* Instructions for the task
Which lines of the data below hold "Local"? Copy each of them.

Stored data
______

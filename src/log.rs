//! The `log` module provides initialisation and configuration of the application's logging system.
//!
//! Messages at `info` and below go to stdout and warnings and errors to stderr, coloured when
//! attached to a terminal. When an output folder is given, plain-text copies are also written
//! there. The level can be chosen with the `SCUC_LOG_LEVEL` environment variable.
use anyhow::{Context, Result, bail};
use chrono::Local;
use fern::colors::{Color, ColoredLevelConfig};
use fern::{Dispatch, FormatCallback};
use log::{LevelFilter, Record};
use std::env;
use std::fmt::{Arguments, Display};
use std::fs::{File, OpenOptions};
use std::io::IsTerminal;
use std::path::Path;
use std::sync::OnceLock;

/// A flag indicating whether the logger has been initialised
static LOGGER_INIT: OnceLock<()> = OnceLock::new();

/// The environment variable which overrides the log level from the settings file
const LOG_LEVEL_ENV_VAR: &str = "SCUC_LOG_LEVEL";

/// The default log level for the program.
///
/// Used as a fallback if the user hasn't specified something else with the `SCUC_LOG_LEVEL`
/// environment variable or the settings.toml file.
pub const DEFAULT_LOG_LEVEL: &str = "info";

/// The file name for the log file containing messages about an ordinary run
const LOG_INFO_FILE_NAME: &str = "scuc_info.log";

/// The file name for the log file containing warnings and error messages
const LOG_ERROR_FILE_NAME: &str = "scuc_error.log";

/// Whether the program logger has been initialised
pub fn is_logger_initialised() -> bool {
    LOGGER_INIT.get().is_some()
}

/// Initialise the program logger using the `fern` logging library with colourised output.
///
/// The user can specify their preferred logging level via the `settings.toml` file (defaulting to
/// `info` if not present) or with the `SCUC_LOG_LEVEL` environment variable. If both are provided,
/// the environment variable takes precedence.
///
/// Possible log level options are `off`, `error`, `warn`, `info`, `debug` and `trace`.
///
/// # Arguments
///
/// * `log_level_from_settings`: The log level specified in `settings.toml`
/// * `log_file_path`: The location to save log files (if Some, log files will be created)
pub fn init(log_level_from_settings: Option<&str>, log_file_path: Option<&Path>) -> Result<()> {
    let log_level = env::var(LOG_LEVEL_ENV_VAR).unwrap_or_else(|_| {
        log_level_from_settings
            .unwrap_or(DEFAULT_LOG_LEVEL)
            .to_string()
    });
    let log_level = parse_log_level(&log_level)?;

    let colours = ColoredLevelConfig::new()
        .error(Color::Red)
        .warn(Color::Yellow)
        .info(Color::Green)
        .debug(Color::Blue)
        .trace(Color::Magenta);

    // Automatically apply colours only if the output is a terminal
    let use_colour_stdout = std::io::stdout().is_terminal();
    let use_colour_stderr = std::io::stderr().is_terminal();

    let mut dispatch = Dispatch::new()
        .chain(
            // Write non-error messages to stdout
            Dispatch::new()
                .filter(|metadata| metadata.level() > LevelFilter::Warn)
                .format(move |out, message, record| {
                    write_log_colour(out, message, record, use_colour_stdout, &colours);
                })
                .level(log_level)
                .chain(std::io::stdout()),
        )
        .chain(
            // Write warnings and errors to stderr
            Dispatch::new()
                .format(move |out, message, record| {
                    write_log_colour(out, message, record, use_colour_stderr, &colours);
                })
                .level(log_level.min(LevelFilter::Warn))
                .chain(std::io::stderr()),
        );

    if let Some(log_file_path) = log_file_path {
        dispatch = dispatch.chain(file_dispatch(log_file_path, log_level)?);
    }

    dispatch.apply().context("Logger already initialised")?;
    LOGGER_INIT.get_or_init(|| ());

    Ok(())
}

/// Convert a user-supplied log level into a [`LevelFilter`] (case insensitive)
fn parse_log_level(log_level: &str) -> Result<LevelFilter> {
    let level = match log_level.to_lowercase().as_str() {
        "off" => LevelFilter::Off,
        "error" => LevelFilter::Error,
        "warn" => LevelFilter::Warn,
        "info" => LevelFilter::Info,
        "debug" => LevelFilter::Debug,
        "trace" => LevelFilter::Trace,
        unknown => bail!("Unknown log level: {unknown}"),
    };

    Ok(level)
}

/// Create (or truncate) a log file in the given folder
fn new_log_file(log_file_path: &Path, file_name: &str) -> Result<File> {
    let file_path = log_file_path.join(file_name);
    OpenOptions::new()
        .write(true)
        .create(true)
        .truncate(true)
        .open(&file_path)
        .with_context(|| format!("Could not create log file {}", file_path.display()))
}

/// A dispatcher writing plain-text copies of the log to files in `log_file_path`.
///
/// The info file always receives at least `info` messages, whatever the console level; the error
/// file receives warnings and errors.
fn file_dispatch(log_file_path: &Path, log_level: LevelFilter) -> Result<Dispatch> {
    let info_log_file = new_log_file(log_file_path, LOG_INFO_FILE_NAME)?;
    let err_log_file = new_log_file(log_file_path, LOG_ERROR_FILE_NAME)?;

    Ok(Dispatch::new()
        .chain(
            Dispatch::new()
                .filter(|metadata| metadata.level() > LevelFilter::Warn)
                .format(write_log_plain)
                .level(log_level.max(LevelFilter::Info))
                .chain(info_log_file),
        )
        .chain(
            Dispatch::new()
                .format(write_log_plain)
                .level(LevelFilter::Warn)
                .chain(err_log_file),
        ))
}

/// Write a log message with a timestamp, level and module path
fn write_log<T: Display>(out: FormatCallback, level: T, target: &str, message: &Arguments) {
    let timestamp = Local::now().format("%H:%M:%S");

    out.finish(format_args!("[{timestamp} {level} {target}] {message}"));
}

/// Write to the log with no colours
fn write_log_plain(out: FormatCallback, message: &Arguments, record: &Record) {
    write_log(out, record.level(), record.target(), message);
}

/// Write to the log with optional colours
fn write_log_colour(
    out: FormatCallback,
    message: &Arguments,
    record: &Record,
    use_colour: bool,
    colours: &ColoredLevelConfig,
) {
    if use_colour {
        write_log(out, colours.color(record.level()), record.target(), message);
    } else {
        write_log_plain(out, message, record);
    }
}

______

* Written answer
use chrono::Local;
    let timestamp = Local::now().format("%H:%M:%S");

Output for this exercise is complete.